LXR agonist fails to rescue LPS-induced inflammation and cardiac dysfunction in Sectm1a KO model. (A) Gene expression of LXRα and target genes in WT and Sectm1a-KO BMDMs after 3 h of LPS (10 ng/mL) treatment was measured using qRT-PCR (n = 3). (B) Graphic scheme of treatment protocol. BMDMs from WT and Sectm1a KO mice were first treated with LXR agonist, GW3965 (2 µm, 12 h) followed by LPS stimulation (10 mg/mL, up to 48 h). (C) Immunofluorescent staining of BMDMs with LXRα after 12 h GW3965 and 30 min LPS treatment.

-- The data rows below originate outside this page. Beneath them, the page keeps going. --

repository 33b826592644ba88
pub mod auth;
pub mod maybe_auth;
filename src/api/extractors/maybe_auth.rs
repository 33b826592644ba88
use axum::{
    extract::{FromRequestParts, FromRef},
    http::{request::Parts, StatusCode},
};
use crate::state::AppState;
use crate::domain::models::user::User;
use std::sync::Arc;
use tower_cookies::Cookies;

/// Optional authentication. Guests get `None` instead of a rejection, so a
/// handler can decide for itself what an unauthenticated request means.
pub struct MaybeAuthUser(pub Option<User>);

impl<S> FromRequestParts<S> for MaybeAuthUser
where
    S: Send + Sync,
    Arc<AppState>: FromRef<S>,
{
    type Rejection = StatusCode;

    async fn from_request_parts(parts: &mut Parts, state: &S) -> Result<Self, Self::Rejection> {
        let Some(cookies) = parts.extensions.get::<Cookies>() else {
            return Ok(MaybeAuthUser(None));
        };

        let access_token = match cookies.get("access_token") {
            Some(cookie) => cookie.value().to_string(),
            None => return Ok(MaybeAuthUser(None)),
        };

        let app_state = <Arc<AppState> as FromRef<S>>::from_ref(state);

        // Invalid token (expired, bad signature) -> treat as guest
        let claims = match app_state.auth_service.verify_token(&access_token) {
            Ok(claims) => claims,
            Err(_) => return Ok(MaybeAuthUser(None)),
        };

        let user = User {
            id: claims.sub,
            email: claims.email,
            password_hash: "".to_string(),
            created_at: chrono::Utc::now(),
        };

        Ok(MaybeAuthUser(Some(user)))
    }
}
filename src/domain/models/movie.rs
use serde::{Deserialize, Serialize};
use uuid::Uuid;
use chrono::{DateTime, Utc};
use sqlx::FromRow;
use sqlx::types::Json;

pub const STATUS_AVAILABLE: &str = "available";
pub const STATUS_SOLD_OUT: &str = "sold_out";

#[derive(Debug, Serialize, Deserialize, FromRow, Clone)]
pub struct Movie {
    pub id: String,
    pub title: String,
    pub poster_url: String,
    pub rating: f64,
    pub votes: String,
    pub genres: Json<Vec<String>>,
    pub language: String,
    pub duration: String,
    pub available_seats: i32,
    pub availability_status: String,
    pub created_at: DateTime<Utc>,
}

pub struct NewMovieParams {
    pub title: String,
    pub poster_url: String,
    pub rating: f64,
    pub votes: String,
    pub genres: Vec<String>,
    pub language: String,
    pub duration: String,
    pub available_seats: i32,
}

impl Movie {
    pub fn new(params: NewMovieParams) -> Self {
        let status = if params.available_seats > 0 {
            STATUS_AVAILABLE
        } else {
            STATUS_SOLD_OUT
        };

        Self {
            id: Uuid::new_v4().to_string(),
            title: params.title,
            poster_url: params.poster_url,
            rating: params.rating,
            votes: params.votes,
            genres: Json(params.genres),
            language: params.language,
            duration: params.duration,
            available_seats: params.available_seats,
            availability_status: status.to_string(),
            created_at: Utc::now(),
        }
    }
}
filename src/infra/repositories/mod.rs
pub mod postgres_booking_repo;
pub mod postgres_movie_repo;
pub mod postgres_showtime_repo;
pub mod postgres_theater_repo;
pub mod postgres_user_repo;
pub mod sqlite_booking_repo;
pub mod sqlite_movie_repo;
pub mod sqlite_showtime_repo;
pub mod sqlite_theater_repo;
pub mod sqlite_user_repo;
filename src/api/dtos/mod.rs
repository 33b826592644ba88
pub mod requests;
pub mod responses;
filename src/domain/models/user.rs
use serde::{Deserialize, Serialize};
use uuid::Uuid;
use chrono::{DateTime, Utc};
use sqlx::FromRow;

#[derive(Debug, Serialize, Deserialize, FromRow, Clone)]
pub struct User {
    pub id: String,
    pub email: String,
    #[serde(skip_serializing)]
    pub password_hash: String,
    pub created_at: DateTime<Utc>,
}

impl User {
    pub fn new(email: String, password_hash: String) -> Self {
        Self {
            id: Uuid::new_v4().to_string(),
            email,
            password_hash,
            created_at: Utc::now(),
        }
    }
}
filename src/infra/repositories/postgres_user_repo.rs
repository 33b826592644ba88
use crate::domain::{models::user::User, ports::UserRepository};
use crate::error::AppError;
use async_trait::async_trait;
use sqlx::PgPool;

pub struct PostgresUserRepo {
    pool: PgPool,
}

impl PostgresUserRepo {
    pub fn new(pool: PgPool) -> Self {
        Self { pool }
    }
}

#[async_trait]
impl UserRepository for PostgresUserRepo {
    async fn create(&self, user: &User) -> Result<User, AppError> {
        sqlx::query_as::<_, User>(
            "INSERT INTO users (id, email, password_hash, created_at) VALUES ($1, $2, $3, $4) RETURNING *"
        )
            .bind(&user.id).bind(&user.email).bind(&user.password_hash).bind(user.created_at)
            .fetch_one(&self.pool).await.map_err(AppError::Database)
    }
    async fn find_by_email(&self, email: &str) -> Result<Option<User>, AppError> {
        sqlx::query_as::<_, User>("SELECT * FROM users WHERE email = $1").bind(email).fetch_optional(&self.pool).await.map_err(AppError::Database)
    }
    async fn find_by_id(&self, id: &str) -> Result<Option<User>, AppError> {
        sqlx::query_as::<_, User>("SELECT * FROM users WHERE id = $1").bind(id).fetch_optional(&self.pool).await.map_err(AppError::Database)
    }
}
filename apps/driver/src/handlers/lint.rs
use crate::error::{PipelineError, Result};
use crate::handlers::pipeline::PipelineContext;
use crate::services::license::find_missing_headers;
use crate::services::runner::{Step, run_steps};
use tracing::info;

/// Runs every configured linter, then the license header check.
///
/// # Errors
/// Returns the first failing linter's error, or [`PipelineError::LicenseHeader`]
/// listing the files without the header.
pub fn run_lint(ctx: &PipelineContext<'_>) -> Result<()> {
    println!("🔍 Running linters...");
    let steps: Vec<Step> = ctx
        .settings
        .lint
        .commands
        .iter()
        .filter_map(|command| {
            let (program, args) = command.split_first()?;
            let command = ctx.command(program.clone()).args(args.iter().cloned());
            Some(Step::new(program.clone(), command))
        })
        .collect();
    run_steps(ctx.runner, &steps, &ctx.env)?;

    check_license_headers(ctx)
}

fn check_license_headers(ctx: &PipelineContext<'_>) -> Result<()> {
    let license = &ctx.settings.license;
    let missing = find_missing_headers(ctx.root(), license)?;

    if missing.is_empty() {
        info!(extension = %license.extension, "License headers present");
        return Ok(());
    }

    println!("❌ The following files are missing the license header \"{}\":", license.header);
    for file in &missing {
        println!("  {}", file.display());
    }
    Err(PipelineError::LicenseHeader { files: missing })
}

DNA was stained with DAPI (blue). (D–G) After treating BMDMs with GW3965 for 12 h, cytokine levels in cell culture supernatant was determined by ELISA at indicated time points post-LPS treatment (n = 4–5). (H and I) WT and Sectm1a KO mice received three injection of GW3965 (30 mg/kg of BW, once daily, DMSO used as control), 6 h after last GW3965 injection, all mice received LPS injection (10 mg/kg) and underwent echocardiography measurement to assess cardiac function (n = 4–7) (Scale bar, 10 µm; *P < 0.05 when comparing WT-DMSO to WT-GW, ^#P < 0.05 when comparing WT-GW to KO-GW; data are presented as mean ± SEM; two-way ANOVA).

Figure 7

Lack of Sectm1a promotes HFD-induced cardiac inflammation and dysfunction. (A) WT BMDMs were treated with indicated doses of palmitate (A) for 24 h and (B) RAW264.7 macrophages were treated with 0.5 mM palmitate for indicated time points, then gene expression of Sectm1a was measured with qRT-PCR (n = 3). (C) WT and Sectm1a KO BMDMs were treated with palmitate (0.5 mM, 24 h), and cytokine levels in cell culture supernatant were measured using ELISA (n = 7–8). (D and E) Cardiac function was determined by echocardiography after WT and Sectm1a KO mice were fed with HFD for 20 weeks (n = 10 per group). (F–M) Representative flow cytometry plots and quantification of cardiac macrophage marker expression showed more monocytes (Ly6C+) and macrophage accumulation (F4/80+) with inflammatory phenotype (CCR2+, CD301-) in the heart of KO mice 5 weeks after HFD feeding (n = 6). FS, fractional shortening; LVID;d, left ventricular internal diameter at diastole; LVID;s, left ventricular internal diameter at systole (*P < 0.05; data are presented as mean ± SEM; Student’s t-test).